ドライヤーをヒートガンに持ち替え、カーラッピング事業を始めた酒井泰成さん。自身でデザイン、施工したモデルカーと=兵庫県丹波市山南町池谷で

100度程度の温風を送るドライヤーを、600度の熱風が吹きだすヒートガンに持ち替え、あなたの車を美しくスタイリングします―。兵庫県丹波市山南町の理容店「サカイヘアーサロン」が、4月から「en-form」の屋号で、専用フィルムを車に貼るカーラッピング事業に乗り出した。BMWのモデルカーをこしらえ、宣伝活動中。「簡単にカラーチェンジできる。まずは相談を」と利用を呼びかけている。

同店の酒井泰成さん(48)。車好きで、趣味で愛車のラッピングを楽しんでいた。新型コロナ禍、客足が鈍ったことから、丹波市近郊に専門店がないカーラッピング事業を第2創業に発案。ポストコロナ時代の事業所の事業再構築を支援する経済産業省の事業再構築補助金の採択を受け、作業用の車庫を理容店の隣に設け、フィルムメーカーの講習会にも参加し、技術を習得した。

ドライヤーと似た形のヒートガンで専用のフィルムを温め、柔らかくして貼っていく。熱を加えると伸び、いったん冷えたところで再加熱すると縮む性質があり、伸縮性を利用しボディに密着させる。フィルムに適した施工温度15―25度を保ち、ほこりを嫌うため、空調が整った車庫で作業する。施工後24時間一定の室温で養生する。

講習会で、フィルムを貼る職人ではなく、スタイリストになるよう助言されたという。「パーマ、カラー、カットでスタイルを整える理容師の仕事と共通する。ヒートガンの扱いはドライヤーで慣れている。髪を温めたり冷ましたりするのに似ている。講習会で2人、元美容師と出会った。親和性が高いのかもしれない」と酒井さん。

作業は午後9時ごろから日が変わる頃まで。「俺の楽しみの時間」。フルカラーチェンジしたモデルカーBMW「Z4」は2週間を費やした。面積が多い白、黒の部分もフィルムを貼っている。
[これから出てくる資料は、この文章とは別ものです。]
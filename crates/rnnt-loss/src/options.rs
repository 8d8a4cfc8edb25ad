/// Immutable per-call configuration.
///
/// All configuration travels here; the engine keeps no global state. The
/// effective batch is `batch_size * n_hypos`: every hypothesis carries its
/// own target row, target length and lattice.
#[derive(new, Clone, Copy, Debug, PartialEq)]
pub struct Options {
    /// Number of samples in the batch.
    pub batch_size: usize,
    /// Hypotheses per sample.
    pub n_hypos: usize,
    /// Padded source length `maxT`.
    pub max_src_len: usize,
    /// Padded target length `maxU`, including the prepended blank position.
    pub max_tgt_len: usize,
    /// Vocabulary size `D`.
    pub num_targets: usize,
    /// Blank symbol index, in `[0, num_targets)`.
    pub blank: usize,
    /// Elementwise gradient clamp; `0.0` disables.
    pub clamp: f32,
    /// Alignment-restriction half-width towards earlier frames.
    pub l_buffer: usize,
    /// Alignment-restriction half-width towards later frames.
    pub r_buffer: usize,
    /// Whether the gradient uses the fused log-softmax form. When false the
    /// denominator is treated as zero throughout: the caller has already
    /// normalized the logits.
    pub fused_log_softmax: bool,
    /// Total packed-cell count in sparse mode; `0` selects dense storage.
    pub sparse_cells: usize,
}

impl Options {
    /// Dense, unrestricted, fused configuration with a single hypothesis.
    pub fn dense(
        batch_size: usize,
        max_src_len: usize,
        max_tgt_len: usize,
        num_targets: usize,
        blank: usize,
    ) -> Self {
        Self {
            batch_size,
            n_hypos: 1,
            max_src_len,
            max_tgt_len,
            num_targets,
            blank,
            clamp: 0.0,
            l_buffer: 0,
            r_buffer: 0,
            fused_log_softmax: true,
            sparse_cells: 0,
        }
    }

    /// Switch to sparse storage with `sparse_cells` packed cells.
    pub fn with_sparse_cells(mut self, sparse_cells: usize) -> Self {
        self.sparse_cells = sparse_cells;
        self
    }

    /// Set the gradient clamp.
    pub fn with_clamp(mut self, clamp: f32) -> Self {
        self.clamp = clamp;
        self
    }

    /// Set the alignment-restriction half-widths.
    pub fn with_buffers(mut self, l_buffer: usize, r_buffer: usize) -> Self {
        self.l_buffer = l_buffer;
        self.r_buffer = r_buffer;
        self
    }

    /// Disable or enable the fused log-softmax gradient form.
    pub fn with_fused_log_softmax(mut self, fused: bool) -> Self {
        self.fused_log_softmax = fused;
        self
    }

    /// `batch_size * n_hypos`.
    pub fn effective_batch_size(&self) -> usize {
        self.batch_size * self.n_hypos
    }

    /// Lattice cells of one sample, `maxT * maxU`.
    pub fn lattice_cells(&self) -> usize {
        self.max_src_len * self.max_tgt_len
    }

    /// Cells carrying a logit row: the packed count in sparse mode, the full
    /// padded lattice otherwise.
    pub fn logit_cells(&self) -> usize {
        if self.sparse_cells > 0 {
            self.sparse_cells
        } else {
            self.effective_batch_size() * self.lattice_cells()
        }
    }
}
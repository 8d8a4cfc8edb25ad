use crate::element::{cast, AccElement, LogitElement};
use crate::error::ComputeError;
use crate::ops::{PairViewMut, RowView};
use crate::options::Options;
use crate::sharing::UnsafeSharedRef;
use crate::sparse::{SampleCells, SparseLayout};
use crate::{iter_range_par, run_par};

/// Project the normalized log-probabilities of one sample down to the two
/// transitions the recursions consume: `skip` (blank) and `emit` (next
/// label). `emit` exists only below the last row. With the fused form
/// disabled the logits are already normalized and the denominator drops.
fn log_probs_one_sequence<L: LogitElement, A: AccElement>(
    blank: usize,
    fused: bool,
    logits: RowView<L>,
    targets: &[i32],
    src_len: usize,
    tgt_len: usize,
    max_tgt_len: usize,
    denominators: &[A],
    pairs: &mut PairViewMut<A>,
) {
    for t in 0..src_len {
        for u in 0..tgt_len {
            let cell = t * max_tgt_len + u;
            let denominator = if fused { denominators[cell] } else { A::zero() };
            let row = logits.row(cell);

            if u < tgt_len - 1 {
                let emit: A = cast(row[targets[u] as usize]);
                pairs.set_emit(cell, emit - denominator);
            }
            let skip: A = cast(row[blank]);
            pairs.set_skip(cell, skip - denominator);
        }
    }
}

/// Packed-cell variant: every touched cell goes through the sparse address.
fn log_probs_one_sequence_sparse<L: LogitElement, A: AccElement>(
    blank: usize,
    fused: bool,
    logits: RowView<L>,
    targets: &[i32],
    tgt_len: usize,
    cells: &SampleCells,
    denominators: &[A],
    pairs: &mut PairViewMut<A>,
) {
    for u in 0..tgt_len {
        let (t_start, t_end) = cells.range(u);
        for t in t_start..=t_end {
            let cell = cells.index(t, u);
            let denominator = if fused { denominators[cell] } else { A::zero() };
            let row = logits.row(cell);

            if u < tgt_len - 1 {
                let emit: A = cast(row[targets[u] as usize]);
                pairs.set_emit(cell, emit - denominator);
            }
            let skip: A = cast(row[blank]);
            pairs.set_skip(cell, skip - denominator);
        }
    }
}

pub(crate) fn compute_log_probs<L: LogitElement, A: AccElement>(
    options: &Options,
    logits: &[L],
    targets: &[i32],
    src_lengths: &[i32],
    tgt_lengths: &[i32],
    denominators: &[A],
    log_probs: &mut [A],
) -> Result<(), ComputeError> {
    let batch = options.effective_batch_size();
    let lattice = options.lattice_cells();
    let dim = options.num_targets;
    let max_u = options.max_tgt_len;

    let shared_pairs = UnsafeSharedRef::new(log_probs);

    run_par!(|| {
        iter_range_par!(0, batch).for_each(|b| unsafe {
            let pairs = shared_pairs.get();
            let mut pairs = PairViewMut::new(&mut pairs[2 * b * lattice..2 * (b + 1) * lattice]);

            log_probs_one_sequence(
                options.blank,
                options.fused_log_softmax,
                RowView::new(&logits[b * lattice * dim..(b + 1) * lattice * dim], dim),
                &targets[b * (max_u - 1)..(b + 1) * (max_u - 1)],
                src_lengths[b] as usize,
                tgt_lengths[b] as usize + 1,
                max_u,
                &denominators[b * lattice..(b + 1) * lattice],
                &mut pairs,
            );
        })
    });

    Ok(())
}

pub(crate) fn compute_log_probs_sparse<L: LogitElement, A: AccElement>(
    options: &Options,
    layout: &SparseLayout,
    logits: &[L],
    targets: &[i32],
    tgt_lengths: &[i32],
    denominators: &[A],
    log_probs: &mut [A],
) -> Result<(), ComputeError> {
    let batch = options.effective_batch_size();
    let dim = options.num_targets;
    let max_u = options.max_tgt_len;

    let shared_pairs = UnsafeSharedRef::new(log_probs);

    run_par!(|| {
        iter_range_par!(0, batch).for_each(|b| unsafe {
            let mut pairs = PairViewMut::new(shared_pairs.get());
            let cells = layout.sample(b, tgt_lengths[b] as usize + 1);

            log_probs_one_sequence_sparse(
                options.blank,
                options.fused_log_softmax,
                RowView::new(logits, dim),
                &targets[b * (max_u - 1)..(b + 1) * (max_u - 1)],
                tgt_lengths[b] as usize + 1,
                &cells,
                denominators,
                &mut pairs,
            );
        })
    });

    Ok(())
}
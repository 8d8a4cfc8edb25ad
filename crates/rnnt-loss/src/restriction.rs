/// Per-sample alignment restriction window.
///
/// `wp_ends[u]` is the frame at which the `(u + 1)`-th word piece of the
/// reference ends. Lattice row `u` ("`u` labels emitted so far") is reachable
/// only inside a time window derived from the end frames of the label just
/// emitted and the label to emit next, widened by the two buffers:
///
/// - `start(u)` is `0` for the first row, else `wp_ends[u - 1] - l_buffer`
///   clamped to `0`;
/// - `end(u)` is `T - 1` for the last row, else `wp_ends[u] + r_buffer`
///   clamped to `T - 1`.
///
/// A transition is admitted only when both of its endpoint cells are inside
/// their windows, so alpha and beta prune identical regions. Unbounded
/// buffers reproduce the unrestricted lattice.
#[derive(new, Clone, Copy, Debug)]
pub struct AlignmentRestrictionCheck<'a> {
    wp_ends: &'a [i32],
    src_len: usize,
    tgt_len: usize,
    l_buffer: usize,
    r_buffer: usize,
}

impl AlignmentRestrictionCheck<'_> {
    /// Inclusive valid time range of lattice row `u`.
    pub fn valid_time_range(&self, u: usize) -> (usize, usize) {
        let start = if u == 0 {
            0
        } else {
            (self.wp_ends[u - 1] as usize).saturating_sub(self.l_buffer)
        };
        let end = if u == self.tgt_len - 1 {
            self.src_len - 1
        } else {
            (self.wp_ends[u] as usize)
                .saturating_add(self.r_buffer)
                .min(self.src_len - 1)
        };
        (start, end)
    }

    fn in_range(&self, t: usize, u: usize) -> bool {
        let (start, end) = self.valid_time_range(u);
        start <= t && t <= end
    }

    /// Whether alpha may take the blank transition `(t-1, u) -> (t, u)`.
    pub fn alpha_blank_transition(&self, t: usize, u: usize) -> bool {
        t >= 1 && self.in_range(t, u) && self.in_range(t - 1, u)
    }

    /// Whether alpha may take the emit transition `(t, u-1) -> (t, u)`.
    pub fn alpha_emit_transition(&self, t: usize, u: usize) -> bool {
        u >= 1 && self.in_range(t, u) && self.in_range(t, u - 1)
    }

    /// Whether beta may take the blank transition `(t, u) -> (t+1, u)`.
    pub fn beta_blank_transition(&self, t: usize, u: usize) -> bool {
        t + 1 < self.src_len && self.in_range(t, u) && self.in_range(t + 1, u)
    }

    /// Whether beta may take the emit transition `(t, u) -> (t, u+1)`.
    pub fn beta_emit_transition(&self, t: usize, u: usize) -> bool {
        u + 1 < self.tgt_len && self.in_range(t, u) && self.in_range(t, u + 1)
    }
}

#[cfg(test)]
mod tests {
    use super::*;

    // T=4, U=3 lattice with word pieces ending at frames 0 and 2.
    fn tight() -> AlignmentRestrictionCheck<'static> {
        AlignmentRestrictionCheck::new(&[0, 2], 4, 3, 0, 0)
    }

    #[test]
    fn tight_windows() {
        let check = tight();
        assert_eq!(check.valid_time_range(0), (0, 0));
        assert_eq!(check.valid_time_range(1), (0, 2));
        assert_eq!(check.valid_time_range(2), (2, 3));
    }

    #[test]
    fn transitions_need_both_endpoints() {
        let check = tight();
        // Row 0 collapses to t = 0, so no blank transition along it.
        assert!(!check.alpha_blank_transition(1, 0));
        // Emitting the first label is only possible at t = 0.
        assert!(check.alpha_emit_transition(0, 1));
        assert!(!check.alpha_emit_transition(1, 1));
        // Second label window: emit at t = 2, then skip to t = 3.
        assert!(check.alpha_emit_transition(2, 2));
        assert!(check.alpha_blank_transition(3, 2));
        assert!(!check.alpha_blank_transition(2, 2));
    }

    #[test]
    fn beta_mirrors_alpha() {
        let check = tight();
        assert!(check.beta_blank_transition(2, 2));
        assert!(check.beta_emit_transition(2, 1));
        // t = 3 is outside row 1, so no emit from there.
        assert!(!check.beta_emit_transition(3, 1));
        // Row 0 has no time to skip through.
        assert!(!check.beta_blank_transition(0, 0));
        assert!(check.beta_emit_transition(0, 0));
    }

    #[test]
    fn unbounded_buffers_cover_the_lattice() {
        let check = AlignmentRestrictionCheck::new(&[0, 2], 4, 3, usize::MAX, usize::MAX);
        for u in 0..3 {
            assert_eq!(check.valid_time_range(u), (0, 3));
        }
    }
}
//! Paper model matching the Semantic Scholar wire format.
//!
//! Every field the service may omit or null out is optional here; decoding a
//! paper object never fails. The one exception to plain optionality is
//! [`OpenAccessPdf`], whose missing URL collapses to the empty string so a
//! paper without a usable PDF link is still a perfectly good record.

use serde::{Deserialize, Deserializer, Serialize};
use url::Url;

/// Response envelope returned by the paper search endpoint.
///
/// `data` may be absent or `null`, both of which mean zero results.
#[derive(Debug, Clone, Serialize, Deserialize)]
pub struct SearchPage {
    /// Total number of matches known to the service (may exceed what was returned)
    pub total: u64,

    /// The papers, in service order
    pub data: Option<Vec<Paper>>,
}

impl SearchPage {
    /// Consume the page, yielding the papers in service order.
    pub fn into_papers(self) -> Vec<Paper> {
        self.data.unwrap_or_default()
    }

    /// Number of papers actually present on this page.
    pub fn len(&self) -> usize {
        self.data.as_ref().map(Vec::len).unwrap_or(0)
    }

    /// Whether the page carries no papers.
    pub fn is_empty(&self) -> bool {
        self.len() == 0
    }
}

/// A research paper as returned by the search service.
#[derive(Debug, Clone, PartialEq, Serialize, Deserialize)]
#[serde(rename_all = "camelCase")]
pub struct Paper {
    /// Service-assigned identifier
    #[serde(default)]
    pub paper_id: Option<String>,

    /// Paper title
    #[serde(default)]
    pub title: Option<String>,

    /// Abstract text
    #[serde(rename = "abstract", default)]
    pub abstract_text: Option<String>,

    /// Open-access PDF link; an absent link is kept as an empty URL string
    #[serde(default, deserialize_with = "null_to_default")]
    pub open_access_pdf: OpenAccessPdf,

    /// Field-of-study tags
    #[serde(default)]
    pub fields_of_study: Option<Vec<String>>,

    /// Raw publication date: full ISO date, bare year, or free text
    #[serde(default)]
    pub publication_date: Option<String>,

    /// Author list
    #[serde(default)]
    pub authors: Option<Vec<Author>>,

    /// Machine-generated short summary
    #[serde(default)]
    pub tldr: Option<Tldr>,

    /// Identifiers in external registries
    #[serde(default)]
    pub external_ids: Option<ExternalIds>,

    /// Publication type strings (e.g. "JournalArticle")
    #[serde(default)]
    pub publication_types: Option<Vec<String>>,
}

/// Open-access PDF location.
#[derive(Debug, Clone, Default, PartialEq, Serialize, Deserialize)]
pub struct OpenAccessPdf {
    /// PDF URL; empty when the service had none to offer
    #[serde(default, deserialize_with = "null_to_default")]
    pub url: String,
}

/// A paper author.
#[derive(Debug, Clone, PartialEq, Serialize, Deserialize)]
#[serde(rename_all = "camelCase")]
pub struct Author {
    /// Service-assigned author identifier
    #[serde(default)]
    pub author_id: Option<String>,

    /// Display name
    #[serde(default)]
    pub name: Option<String>,
}

/// Machine-generated summary container.
#[derive(Debug, Clone, PartialEq, Serialize, Deserialize)]
pub struct Tldr {
    #[serde(default)]
    pub text: Option<String>,
}

/// Identifiers in external registries.
#[derive(Debug, Clone, Default, PartialEq, Serialize, Deserialize)]
pub struct ExternalIds {
    #[serde(rename = "DOI", default)]
    pub doi: Option<String>,

    #[serde(rename = "PubMed", default)]
    pub pub_med: Option<String>,

    #[serde(rename = "ArXiv", default)]
    pub ar_xiv: Option<String>,
}

/// Treat an explicit JSON `null` the same as an absent field.
fn null_to_default<'de, D, T>(deserializer: D) -> Result<T, D::Error>
where
    D: Deserializer<'de>,
    T: Default + Deserialize<'de>,
{
    Ok(Option::<T>::deserialize(deserializer)?.unwrap_or_default())
}

impl Paper {
    /// The key under which this paper is tracked in the library.
    ///
    /// The service identifier wins when present; otherwise the title stands
    /// in, prefixed so it cannot collide with a real identifier. A paper
    /// with neither gets a freshly generated random token and cannot be
    /// deduplicated.
    pub fn stable_id(&self) -> String {
        if let Some(id) = &self.paper_id {
            if !id.is_empty() {
                return id.clone();
            }
        }
        if let Some(title) = &self.title {
            if !title.is_empty() {
                return format!("title::{}", title);
            }
        }
        uuid::Uuid::new_v4().to_string()
    }

    /// Author display names, in author order, skipping nameless entries.
    pub fn author_names(&self) -> Vec<&str> {
        self.authors
            .as_deref()
            .unwrap_or_default()
            .iter()
            .filter_map(|a| a.name.as_deref())
            .collect()
    }

    /// Human-readable publication date.
    ///
    /// A 10-character ISO date is re-rendered in medium style ("Jun 15,
    /// 2021"). A bare year, free text, or an unparseable 10-character
    /// string comes back unchanged. An empty or absent date yields `None`.
    pub fn publication_date_formatted(&self) -> Option<String> {
        let raw = self.publication_date.as_deref().filter(|s| !s.is_empty())?;

        if raw.len() == 10 {
            if let Ok(date) = chrono::NaiveDate::parse_from_str(raw, "%Y-%m-%d") {
                return Some(date.format("%b %-d, %Y").to_string());
            }
        }

        Some(raw.to_string())
    }

    /// Display label for the first publication type, if any.
    pub fn primary_publication_type(&self) -> Option<String> {
        let raw = self.publication_types.as_deref()?.first()?.to_lowercase();

        let label = match raw.as_str() {
            "journalarticle" => "Article".to_string(),
            "book" => "Book".to_string(),
            "bookchapter" => "Chapter".to_string(),
            "thesis" => "Thesis".to_string(),
            _ => title_case(&raw),
        };

        Some(label)
    }

    /// Best external link for this paper.
    ///
    /// Priority: DOI, then PubMed, then arXiv, then the service permalink.
    /// The first registry with a non-empty id wins; later ones are never
    /// consulted.
    pub fn doi_url(&self) -> Option<Url> {
        if let Some(ids) = &self.external_ids {
            if let Some(doi) = ids.doi.as_deref().filter(|s| !s.is_empty()) {
                return Url::parse(&format!("https://doi.org/{}", doi)).ok();
            }
            if let Some(pmid) = ids.pub_med.as_deref().filter(|s| !s.is_empty()) {
                return Url::parse(&format!("https://pubmed.ncbi.nlm.nih.gov/{}/", pmid)).ok();
            }
            if let Some(arxiv) = ids.ar_xiv.as_deref().filter(|s| !s.is_empty()) {
                return Url::parse(&format!("https://arxiv.org/abs/{}", arxiv)).ok();
            }
        }

        if let Some(id) = self.paper_id.as_deref().filter(|s| !s.is_empty()) {
            return Url::parse(&format!("https://www.semanticscholar.org/p/{}", id)).ok();
        }

        None
    }

    /// Parsed open-access PDF link; malformed or empty links are dropped.
    pub fn pdf_url(&self) -> Option<Url> {
        if self.open_access_pdf.url.is_empty() {
            return None;
        }
        Url::parse(&self.open_access_pdf.url).ok()
    }

    /// The short summary text, if present and non-empty.
    pub fn tldr_text(&self) -> Option<&str> {
        self.tldr
            .as_ref()
            .and_then(|t| t.text.as_deref())
            .filter(|s| !s.is_empty())
    }
}

/// Capitalize the first letter of each whitespace-separated word,
/// lowercasing the rest.
fn title_case(s: &str) -> String {
    s.split_whitespace()
        .map(|word| {
            let mut chars = word.chars();
            match chars.next() {
                Some(first) => first.to_uppercase().chain(chars.flat_map(char::to_lowercase)).collect::<String>(),
                None => String::new(),
            }
        })
        .collect::<Vec<_>>()
        .join(" ")
}
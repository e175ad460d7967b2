//! Terminal rendering of search results and library contents.
//!
//! Everything here is presentation only; nothing in this module mutates the
//! library or talks to the network.

use comfy_table::{presets::UTF8_FULL_CONDENSED, Cell, ContentArrangement, Table};
use owo_colors::OwoColorize;
use std::io::IsTerminal;

use crate::library::{LibraryStore, PaperFolder};
use crate::models::Paper;

/// Output format for results
#[derive(clap::ValueEnum, Clone, Copy, Debug, PartialEq, Eq)]
pub enum OutputFormat {
    /// Automatic based on terminal (table if TTY, JSON otherwise)
    Auto,
    /// Table format (human-readable)
    Table,
    /// JSON format (machine-readable)
    Json,
    /// Plain text format
    Plain,
}

impl OutputFormat {
    /// Resolve `Auto` against the current stdout.
    pub fn resolve(self) -> OutputFormat {
        match self {
            OutputFormat::Auto => {
                if std::io::stdout().is_terminal() {
                    OutputFormat::Table
                } else {
                    OutputFormat::Json
                }
            }
            other => other,
        }
    }
}

/// Truncate to `max_chars` characters, appending an ellipsis when cut.
pub fn truncate(text: &str, max_chars: usize) -> String {
    if text.chars().count() <= max_chars {
        return text.to_string();
    }
    let kept: String = text.chars().take(max_chars.saturating_sub(1)).collect();
    format!("{kept}…")
}

/// Compact author line: first author plus "et al." when there are more.
pub fn format_authors(paper: &Paper) -> String {
    let names = paper.author_names();
    match names.as_slice() {
        [] => String::new(),
        [only] => (*only).to_string(),
        [first, ..] => format!("{} et al.", first),
    }
}

/// Print search results in the requested format, flagging papers already
/// favorited or seen.
pub fn print_papers(papers: &[Paper], library: &LibraryStore, format: OutputFormat) {
    match format.resolve() {
        OutputFormat::Json => {
            match serde_json::to_string_pretty(papers) {
                Ok(json) => println!("{json}"),
                Err(e) => tracing::error!(error = %e, "failed to render results as JSON"),
            }
        }
        OutputFormat::Plain => {
            for paper in papers {
                let title = paper.title.as_deref().unwrap_or("Untitled paper");
                let link = paper
                    .doi_url()
                    .map(|u| u.to_string())
                    .unwrap_or_default();
                println!("{} - {} ({})", title, format_authors(paper), link);
            }
        }
        _ => {
            let mut table = Table::new();
            table
                .load_preset(UTF8_FULL_CONDENSED)
                .set_content_arrangement(ContentArrangement::Dynamic)
                .set_header(vec!["#", "", "Title", "Authors", "Date", "Type"]);

            for (i, paper) in papers.iter().enumerate() {
                let id = paper.stable_id();
                let mut marks = String::new();
                if library.is_favorite(&id) {
                    marks.push('★');
                } else if library.has_seen(&id) {
                    marks.push('·');
                }

                table.add_row(vec![
                    Cell::new(i + 1),
                    Cell::new(marks),
                    Cell::new(truncate(paper.title.as_deref().unwrap_or("Untitled paper"), 60)),
                    Cell::new(truncate(&format_authors(paper), 28)),
                    Cell::new(paper.publication_date_formatted().unwrap_or_default()),
                    Cell::new(paper.primary_publication_type().unwrap_or_default()),
                ]);
            }
            println!("{table}");
        }
    }
}

/// Print one paper in full, the way a detail card would show it.
pub fn print_paper_card(paper: &Paper) {
    let title = paper.title.as_deref().unwrap_or("Untitled paper");
    if std::io::stdout().is_terminal() {
        println!("{}", title.bold());
    } else {
        println!("{title}");
    }
    let authors = format_authors(paper);
    if !authors.is_empty() {
        println!("  {authors}");
    }
    if let Some(date) = paper.publication_date_formatted() {
        println!("  {date}");
    }
    if let Some(tldr) = paper.tldr_text() {
        println!("  {}", truncate(tldr, 200));
    }
    if let Some(url) = paper.doi_url() {
        println!("  {url}");
    }
    if let Some(pdf) = paper.pdf_url() {
        println!("  PDF: {pdf}");
    }
}

/// Print the folder list with member counts, marking the selection.
pub fn print_folders(folders: &[PaperFolder], selected: &PaperFolder) {
    let mut table = Table::new();
    table
        .load_preset(UTF8_FULL_CONDENSED)
        .set_content_arrangement(ContentArrangement::Dynamic)
        .set_header(vec!["", "Folder", "Papers"]);

    for folder in folders {
        let mark = if folder.id == selected.id { "›" } else { "" };
        table.add_row(vec![
            Cell::new(mark),
            Cell::new(&folder.name),
            Cell::new(folder.paper_ids.len()),
        ]);
    }
    println!("{table}");
}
「ボンネットだけ、ルーフだけといった部分的な施工は一泊二日でできる。出張でも貼るが、預からせてもらった方が仕上がりは良い」と言う。塗装と違って、耐久性が劣り、青空駐車では3年持たないという。

「普段は車庫に止めていて、週に数日乗るような車、趣味の車がいい。簡単に好きな色、デザインにできるのがいい。自分で貼ってはがれてしまった人や、都市部のショップに足を運んでいるような車好きに利用してもらえれば」と話している。